Start of RECORDED DATA

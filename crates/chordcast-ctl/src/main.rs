//! chordcast-ctl: command-line client for chordcast discovery nodes.

mod cmd;

use anyhow::{Context, Result};

use chordcast_core::wire::DEFAULT_ADDRESS_BITS;
use cmd::discovery::{self, Target};
use cmd::status;

const DEFAULT_API_PORT: u16 = 9100;
const DEFAULT_ATTEMPTS: u32 = 500;

fn print_usage() {
    println!("Usage: chordcast-ctl [options] <command>");
    println!();
    println!("Discovery commands:");
    println!("  register <pub|sub|broker> <id> <addr> <port> [topics...]");
    println!("  ready                   Ask whether the system has reached its quorum");
    println!("  wait-ready              Poll until the system is ready");
    println!("  lookup <topics...>      Publishers for the topics (retries while not ready)");
    println!("  lookup-all              Every publisher in the system");
    println!("  hash <topic> [bits]     Ring position of a topic");
    println!();
    println!("Status commands (need network.api_port on the daemon):");
    println!("  status                  Node status and counts");
    println!("  ring                    Ring membership");
    println!("  fingers                 Finger table");
    println!("  registrations           Registrants stored on the node");
    println!("  topic <name>            Hash and owner of a topic");
    println!();
    println!("Options:");
    println!("  --node <host:port>      Discovery node to contact");
    println!("  --topology <file>       Contact a random node from a topology file");
    println!("  --api-port <port>       Status API port (default: {})", DEFAULT_API_PORT);
    println!("  --attempts <n>          Polls for wait-ready and lookup (default: {})", DEFAULT_ATTEMPTS);
}

// ── Entry point ───────────────────────────────────────────────────────────────

#[tokio::main]
async fn main() -> Result<()> {
    let args: Vec<String> = std::env::args().skip(1).collect();

    let mut port = DEFAULT_API_PORT;
    let mut attempts = DEFAULT_ATTEMPTS;
    let mut target = Target::default();
    let mut remaining: Vec<&str> = Vec::new();
    let mut i = 0;
    while i < args.len() {
        match args[i].as_str() {
            "--api-port" => {
                i += 1;
                port = args
                    .get(i)
                    .context("--api-port requires a value")?
                    .parse()
                    .context("--api-port must be a number")?;
            }
            "--attempts" => {
                i += 1;
                attempts = args
                    .get(i)
                    .context("--attempts requires a value")?
                    .parse()
                    .context("--attempts must be a number")?;
            }
            "--node" => {
                i += 1;
                target = Target::Node(args.get(i).context("--node requires host:port")?.clone());
            }
            "--topology" => {
                i += 1;
                target = Target::Topology(args.get(i).context("--topology requires a path")?.into());
            }
            other => remaining.push(other),
        }
        i += 1;
    }

    match remaining.as_slice() {
        ["register", rest @ ..] => discovery::cmd_register(&target, rest).await,
        ["ready"] => discovery::cmd_ready(&target).await,
        ["wait-ready"] => discovery::cmd_wait_ready(&target, attempts).await,
        ["lookup", topics @ ..] if !topics.is_empty() => {
            discovery::cmd_lookup(&target, topics, attempts).await
        }
        ["lookup-all"] => discovery::cmd_lookup_all(&target).await,
        ["hash", topic] => discovery::cmd_hash(topic, DEFAULT_ADDRESS_BITS),
        ["hash", topic, bits] => {
            discovery::cmd_hash(topic, bits.parse().context("bits must be a number")?)
        }
        ["status"] | [] => status::cmd_status(port).await,
        ["ring"] => status::cmd_ring(port).await,
        ["fingers"] => status::cmd_fingers(port).await,
        ["registrations"] => status::cmd_registrations(port).await,
        ["topic", name] => status::cmd_topic(port, name).await,
        ["help"] | ["--help"] | ["-h"] => {
            print_usage();
            Ok(())
        }
        other => {
            eprintln!("Unknown command: {}", other.join(" "));
            eprintln!();
            print_usage();
            std::process::exit(1);
        }
    }
}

End of RECORDED DATA

WHAT YOU HAVE TO DO —
What you give back must be the stretch above, starting at the line with "Hash and owner" and ending at the line with "#[tokio::main]", copied exactly.

WRITTEN REPLY —
    println!("  topic <name>            Hash and owner of a topic");
    println!();
    println!("Options:");
    println!("  --node <host:port>      Discovery node to contact");
    println!("  --topology <file>       Contact a random node from a topology file");
    println!("  --api-port <port>       Status API port (default: {})", DEFAULT_API_PORT);
    println!("  --attempts <n>          Polls for wait-ready and lookup (default: {})", DEFAULT_ATTEMPTS);
}

// ── Entry point ───────────────────────────────────────────────────────────────

#[tokio::main]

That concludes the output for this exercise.